◆ Task description: The answer should be one number, the count of lines in the data with "matches".

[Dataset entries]
=-=-=

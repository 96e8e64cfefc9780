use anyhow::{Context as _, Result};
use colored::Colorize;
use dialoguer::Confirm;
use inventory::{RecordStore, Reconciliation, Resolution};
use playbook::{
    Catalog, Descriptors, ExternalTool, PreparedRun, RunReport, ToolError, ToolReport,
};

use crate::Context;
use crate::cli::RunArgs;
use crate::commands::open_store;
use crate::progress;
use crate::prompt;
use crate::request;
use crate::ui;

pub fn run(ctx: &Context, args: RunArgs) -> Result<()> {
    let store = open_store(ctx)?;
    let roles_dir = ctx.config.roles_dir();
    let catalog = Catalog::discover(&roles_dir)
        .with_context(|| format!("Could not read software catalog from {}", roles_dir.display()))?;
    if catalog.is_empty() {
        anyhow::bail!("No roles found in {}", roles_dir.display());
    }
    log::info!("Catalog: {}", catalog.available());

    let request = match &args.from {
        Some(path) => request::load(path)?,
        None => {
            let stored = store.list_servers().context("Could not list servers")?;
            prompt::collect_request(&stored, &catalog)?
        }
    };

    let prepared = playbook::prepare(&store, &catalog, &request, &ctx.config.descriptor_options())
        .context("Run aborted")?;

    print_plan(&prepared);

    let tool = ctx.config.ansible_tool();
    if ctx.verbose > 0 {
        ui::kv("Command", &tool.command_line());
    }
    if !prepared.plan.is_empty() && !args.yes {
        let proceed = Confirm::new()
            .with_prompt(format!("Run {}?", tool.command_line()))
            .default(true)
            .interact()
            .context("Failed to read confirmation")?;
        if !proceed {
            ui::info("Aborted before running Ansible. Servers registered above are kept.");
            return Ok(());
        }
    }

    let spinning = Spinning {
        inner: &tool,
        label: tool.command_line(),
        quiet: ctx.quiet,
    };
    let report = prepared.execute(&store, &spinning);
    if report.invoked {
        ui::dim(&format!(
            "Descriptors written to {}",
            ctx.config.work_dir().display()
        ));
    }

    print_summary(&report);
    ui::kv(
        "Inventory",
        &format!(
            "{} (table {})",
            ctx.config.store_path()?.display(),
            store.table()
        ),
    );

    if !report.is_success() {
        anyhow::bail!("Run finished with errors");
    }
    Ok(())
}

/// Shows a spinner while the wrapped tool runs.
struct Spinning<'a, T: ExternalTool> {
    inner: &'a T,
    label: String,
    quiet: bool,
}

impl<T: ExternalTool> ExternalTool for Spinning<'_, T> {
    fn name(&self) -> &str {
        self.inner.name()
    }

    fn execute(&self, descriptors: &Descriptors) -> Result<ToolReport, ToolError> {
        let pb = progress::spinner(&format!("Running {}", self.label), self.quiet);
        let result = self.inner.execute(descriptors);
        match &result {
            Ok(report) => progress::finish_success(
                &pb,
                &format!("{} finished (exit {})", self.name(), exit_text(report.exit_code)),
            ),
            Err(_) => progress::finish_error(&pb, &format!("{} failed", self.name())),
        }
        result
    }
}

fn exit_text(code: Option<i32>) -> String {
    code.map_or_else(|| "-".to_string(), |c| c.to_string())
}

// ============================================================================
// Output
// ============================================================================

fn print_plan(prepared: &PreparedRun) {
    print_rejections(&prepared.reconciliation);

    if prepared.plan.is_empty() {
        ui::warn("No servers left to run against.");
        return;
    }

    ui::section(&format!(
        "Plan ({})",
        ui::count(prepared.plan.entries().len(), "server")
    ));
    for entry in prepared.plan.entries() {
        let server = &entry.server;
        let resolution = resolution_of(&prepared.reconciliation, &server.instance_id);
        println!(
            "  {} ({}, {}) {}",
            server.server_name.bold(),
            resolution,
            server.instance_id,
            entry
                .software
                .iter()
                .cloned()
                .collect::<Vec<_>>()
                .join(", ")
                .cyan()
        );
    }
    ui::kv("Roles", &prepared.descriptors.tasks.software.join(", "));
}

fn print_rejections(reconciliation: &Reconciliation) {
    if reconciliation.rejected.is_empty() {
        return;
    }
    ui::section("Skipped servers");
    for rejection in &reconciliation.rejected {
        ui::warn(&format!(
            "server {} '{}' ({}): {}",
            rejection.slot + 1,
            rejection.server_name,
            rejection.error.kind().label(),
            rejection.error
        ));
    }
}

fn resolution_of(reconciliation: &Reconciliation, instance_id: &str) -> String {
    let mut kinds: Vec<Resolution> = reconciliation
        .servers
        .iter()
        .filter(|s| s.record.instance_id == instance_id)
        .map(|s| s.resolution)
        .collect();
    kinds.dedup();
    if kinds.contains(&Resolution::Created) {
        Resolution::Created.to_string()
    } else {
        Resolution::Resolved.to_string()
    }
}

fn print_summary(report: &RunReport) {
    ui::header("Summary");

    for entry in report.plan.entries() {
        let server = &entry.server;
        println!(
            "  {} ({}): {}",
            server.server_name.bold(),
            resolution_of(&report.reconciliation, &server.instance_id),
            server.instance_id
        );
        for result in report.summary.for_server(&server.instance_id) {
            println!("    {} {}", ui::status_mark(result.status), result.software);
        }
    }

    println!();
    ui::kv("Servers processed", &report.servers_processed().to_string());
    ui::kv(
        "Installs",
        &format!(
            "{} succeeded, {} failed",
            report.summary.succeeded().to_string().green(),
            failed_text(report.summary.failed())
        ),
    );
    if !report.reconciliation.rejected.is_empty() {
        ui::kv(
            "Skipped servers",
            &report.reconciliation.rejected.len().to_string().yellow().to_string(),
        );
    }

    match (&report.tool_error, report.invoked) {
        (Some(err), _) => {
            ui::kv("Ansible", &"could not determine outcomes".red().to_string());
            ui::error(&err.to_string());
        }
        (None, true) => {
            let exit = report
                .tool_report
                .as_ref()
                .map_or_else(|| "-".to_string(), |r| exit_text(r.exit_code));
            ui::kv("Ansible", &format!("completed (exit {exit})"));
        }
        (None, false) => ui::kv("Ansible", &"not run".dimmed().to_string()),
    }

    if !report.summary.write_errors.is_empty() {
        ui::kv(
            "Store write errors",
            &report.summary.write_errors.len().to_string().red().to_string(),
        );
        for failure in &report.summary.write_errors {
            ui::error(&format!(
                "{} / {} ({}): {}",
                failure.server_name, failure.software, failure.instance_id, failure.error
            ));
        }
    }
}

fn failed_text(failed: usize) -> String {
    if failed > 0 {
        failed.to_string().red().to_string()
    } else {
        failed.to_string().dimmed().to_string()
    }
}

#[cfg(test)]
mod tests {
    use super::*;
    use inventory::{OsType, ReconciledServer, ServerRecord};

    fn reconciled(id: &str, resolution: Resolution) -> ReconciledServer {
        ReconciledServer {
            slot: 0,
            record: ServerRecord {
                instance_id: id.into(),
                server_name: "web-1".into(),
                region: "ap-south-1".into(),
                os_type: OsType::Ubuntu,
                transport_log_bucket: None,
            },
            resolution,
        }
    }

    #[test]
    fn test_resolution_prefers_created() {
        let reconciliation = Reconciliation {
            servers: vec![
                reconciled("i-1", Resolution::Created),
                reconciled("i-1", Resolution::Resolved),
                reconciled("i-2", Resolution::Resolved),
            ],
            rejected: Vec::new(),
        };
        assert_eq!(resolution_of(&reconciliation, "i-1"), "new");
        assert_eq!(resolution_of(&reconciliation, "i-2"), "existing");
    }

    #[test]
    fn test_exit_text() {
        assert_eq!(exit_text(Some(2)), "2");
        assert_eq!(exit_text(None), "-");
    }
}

=-=-=

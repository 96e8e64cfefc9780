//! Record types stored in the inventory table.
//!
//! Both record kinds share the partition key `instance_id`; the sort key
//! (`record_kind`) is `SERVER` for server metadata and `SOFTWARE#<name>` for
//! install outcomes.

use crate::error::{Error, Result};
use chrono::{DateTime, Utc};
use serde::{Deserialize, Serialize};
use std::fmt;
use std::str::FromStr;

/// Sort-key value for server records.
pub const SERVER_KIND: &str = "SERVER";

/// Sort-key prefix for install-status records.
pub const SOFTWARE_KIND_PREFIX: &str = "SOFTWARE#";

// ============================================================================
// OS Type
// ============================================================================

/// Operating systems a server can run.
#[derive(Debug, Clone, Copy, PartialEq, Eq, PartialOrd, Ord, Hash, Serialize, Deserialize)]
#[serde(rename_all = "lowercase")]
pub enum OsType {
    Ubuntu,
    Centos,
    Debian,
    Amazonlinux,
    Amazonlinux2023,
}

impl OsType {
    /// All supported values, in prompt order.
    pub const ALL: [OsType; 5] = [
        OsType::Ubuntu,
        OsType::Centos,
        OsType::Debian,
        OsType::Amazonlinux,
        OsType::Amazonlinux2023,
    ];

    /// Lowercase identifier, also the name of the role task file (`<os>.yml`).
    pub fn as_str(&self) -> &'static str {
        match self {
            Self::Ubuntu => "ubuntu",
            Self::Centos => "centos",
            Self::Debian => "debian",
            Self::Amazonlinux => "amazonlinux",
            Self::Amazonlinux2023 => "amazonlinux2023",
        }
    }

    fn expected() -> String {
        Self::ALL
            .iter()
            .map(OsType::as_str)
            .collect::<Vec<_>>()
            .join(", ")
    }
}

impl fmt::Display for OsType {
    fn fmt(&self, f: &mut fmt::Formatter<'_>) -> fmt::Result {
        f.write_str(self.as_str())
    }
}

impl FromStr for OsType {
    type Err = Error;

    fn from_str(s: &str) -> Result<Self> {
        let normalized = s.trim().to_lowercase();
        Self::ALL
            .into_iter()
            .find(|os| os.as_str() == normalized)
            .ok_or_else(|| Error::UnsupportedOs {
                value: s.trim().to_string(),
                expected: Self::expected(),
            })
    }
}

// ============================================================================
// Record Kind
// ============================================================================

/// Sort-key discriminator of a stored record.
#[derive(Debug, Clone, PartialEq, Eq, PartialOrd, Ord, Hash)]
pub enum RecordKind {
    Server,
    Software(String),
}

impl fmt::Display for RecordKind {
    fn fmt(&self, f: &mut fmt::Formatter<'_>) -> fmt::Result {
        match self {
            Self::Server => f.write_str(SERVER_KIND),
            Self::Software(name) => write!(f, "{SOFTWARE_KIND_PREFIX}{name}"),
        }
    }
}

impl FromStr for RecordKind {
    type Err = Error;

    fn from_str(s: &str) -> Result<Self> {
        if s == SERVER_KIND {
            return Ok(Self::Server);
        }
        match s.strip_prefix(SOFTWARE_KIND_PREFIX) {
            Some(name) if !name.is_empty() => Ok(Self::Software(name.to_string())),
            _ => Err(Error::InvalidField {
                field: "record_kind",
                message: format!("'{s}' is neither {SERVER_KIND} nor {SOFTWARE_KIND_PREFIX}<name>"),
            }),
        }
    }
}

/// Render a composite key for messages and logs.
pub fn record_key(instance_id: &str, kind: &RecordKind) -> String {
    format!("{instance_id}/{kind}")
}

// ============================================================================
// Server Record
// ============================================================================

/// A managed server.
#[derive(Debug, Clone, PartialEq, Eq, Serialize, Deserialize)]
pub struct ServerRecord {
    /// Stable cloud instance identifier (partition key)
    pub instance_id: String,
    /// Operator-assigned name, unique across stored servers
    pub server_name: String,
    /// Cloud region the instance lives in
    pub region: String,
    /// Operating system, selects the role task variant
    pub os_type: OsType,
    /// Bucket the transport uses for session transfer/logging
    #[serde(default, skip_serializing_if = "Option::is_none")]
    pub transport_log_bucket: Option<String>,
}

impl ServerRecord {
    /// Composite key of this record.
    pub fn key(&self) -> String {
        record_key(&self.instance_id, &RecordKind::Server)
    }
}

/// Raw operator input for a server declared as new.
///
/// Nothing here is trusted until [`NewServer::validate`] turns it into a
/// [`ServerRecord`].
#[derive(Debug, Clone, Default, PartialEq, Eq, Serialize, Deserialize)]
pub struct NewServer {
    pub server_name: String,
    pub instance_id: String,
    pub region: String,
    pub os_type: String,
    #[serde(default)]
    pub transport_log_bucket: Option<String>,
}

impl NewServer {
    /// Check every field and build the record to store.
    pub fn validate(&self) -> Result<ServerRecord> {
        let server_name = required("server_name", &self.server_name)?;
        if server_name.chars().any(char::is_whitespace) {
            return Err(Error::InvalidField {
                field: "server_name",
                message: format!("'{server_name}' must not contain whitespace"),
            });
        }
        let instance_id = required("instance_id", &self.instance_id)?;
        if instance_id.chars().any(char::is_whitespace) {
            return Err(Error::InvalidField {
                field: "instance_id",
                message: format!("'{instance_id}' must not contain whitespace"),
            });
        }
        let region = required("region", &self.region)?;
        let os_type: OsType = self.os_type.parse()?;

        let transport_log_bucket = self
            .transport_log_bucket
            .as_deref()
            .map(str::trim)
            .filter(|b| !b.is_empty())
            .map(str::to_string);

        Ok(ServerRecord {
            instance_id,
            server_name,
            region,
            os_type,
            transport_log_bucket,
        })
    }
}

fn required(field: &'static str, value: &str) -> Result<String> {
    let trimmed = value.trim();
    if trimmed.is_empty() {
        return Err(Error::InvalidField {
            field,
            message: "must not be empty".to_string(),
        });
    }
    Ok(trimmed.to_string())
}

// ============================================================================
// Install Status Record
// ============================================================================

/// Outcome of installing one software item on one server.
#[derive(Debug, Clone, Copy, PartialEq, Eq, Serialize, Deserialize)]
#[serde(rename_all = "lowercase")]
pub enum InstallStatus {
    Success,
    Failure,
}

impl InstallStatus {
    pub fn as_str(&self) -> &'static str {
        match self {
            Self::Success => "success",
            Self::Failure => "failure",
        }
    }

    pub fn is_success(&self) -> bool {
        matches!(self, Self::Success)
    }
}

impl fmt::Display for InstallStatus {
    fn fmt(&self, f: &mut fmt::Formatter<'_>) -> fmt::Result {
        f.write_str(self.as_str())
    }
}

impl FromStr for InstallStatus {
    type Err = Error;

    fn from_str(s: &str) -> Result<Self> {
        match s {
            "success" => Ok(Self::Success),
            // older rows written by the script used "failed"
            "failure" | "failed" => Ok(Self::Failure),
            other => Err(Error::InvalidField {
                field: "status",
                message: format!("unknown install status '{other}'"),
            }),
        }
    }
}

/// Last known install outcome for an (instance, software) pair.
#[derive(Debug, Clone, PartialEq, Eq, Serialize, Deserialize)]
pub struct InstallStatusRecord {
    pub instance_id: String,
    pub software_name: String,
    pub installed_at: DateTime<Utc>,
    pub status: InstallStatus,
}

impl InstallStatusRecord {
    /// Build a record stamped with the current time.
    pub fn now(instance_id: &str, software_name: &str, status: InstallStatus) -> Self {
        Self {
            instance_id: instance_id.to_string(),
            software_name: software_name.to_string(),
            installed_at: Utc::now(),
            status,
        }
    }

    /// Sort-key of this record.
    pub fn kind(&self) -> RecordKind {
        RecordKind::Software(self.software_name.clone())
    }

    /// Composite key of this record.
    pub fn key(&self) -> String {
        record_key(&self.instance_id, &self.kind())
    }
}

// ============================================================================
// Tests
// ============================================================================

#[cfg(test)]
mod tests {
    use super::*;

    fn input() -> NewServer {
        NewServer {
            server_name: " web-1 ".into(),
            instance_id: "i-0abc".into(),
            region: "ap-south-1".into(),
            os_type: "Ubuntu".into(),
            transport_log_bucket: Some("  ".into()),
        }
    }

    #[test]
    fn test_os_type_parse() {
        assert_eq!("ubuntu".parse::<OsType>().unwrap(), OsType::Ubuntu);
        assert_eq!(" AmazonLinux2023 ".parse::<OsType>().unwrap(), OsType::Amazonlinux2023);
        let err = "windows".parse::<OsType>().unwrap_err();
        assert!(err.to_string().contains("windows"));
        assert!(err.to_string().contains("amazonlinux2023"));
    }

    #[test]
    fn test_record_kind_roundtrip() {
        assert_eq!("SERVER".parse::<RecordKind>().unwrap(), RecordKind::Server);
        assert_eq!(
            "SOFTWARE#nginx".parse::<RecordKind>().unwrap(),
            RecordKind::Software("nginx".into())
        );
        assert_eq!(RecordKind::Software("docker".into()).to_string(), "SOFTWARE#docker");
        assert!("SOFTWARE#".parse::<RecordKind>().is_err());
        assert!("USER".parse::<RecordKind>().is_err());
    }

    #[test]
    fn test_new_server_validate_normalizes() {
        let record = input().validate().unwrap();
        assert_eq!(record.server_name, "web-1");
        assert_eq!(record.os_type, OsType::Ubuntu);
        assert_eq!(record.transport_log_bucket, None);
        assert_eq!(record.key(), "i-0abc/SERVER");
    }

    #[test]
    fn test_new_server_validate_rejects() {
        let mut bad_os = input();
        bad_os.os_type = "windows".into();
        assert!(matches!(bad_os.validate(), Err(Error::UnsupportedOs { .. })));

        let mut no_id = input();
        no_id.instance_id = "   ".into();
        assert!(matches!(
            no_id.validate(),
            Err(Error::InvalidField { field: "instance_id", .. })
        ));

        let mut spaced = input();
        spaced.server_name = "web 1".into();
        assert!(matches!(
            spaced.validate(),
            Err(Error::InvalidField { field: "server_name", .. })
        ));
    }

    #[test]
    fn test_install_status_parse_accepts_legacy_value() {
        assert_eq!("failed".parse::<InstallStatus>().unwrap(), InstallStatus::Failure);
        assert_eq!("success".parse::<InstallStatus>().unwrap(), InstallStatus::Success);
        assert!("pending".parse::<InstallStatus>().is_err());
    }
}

=-=-=

◆ Result of this task: 4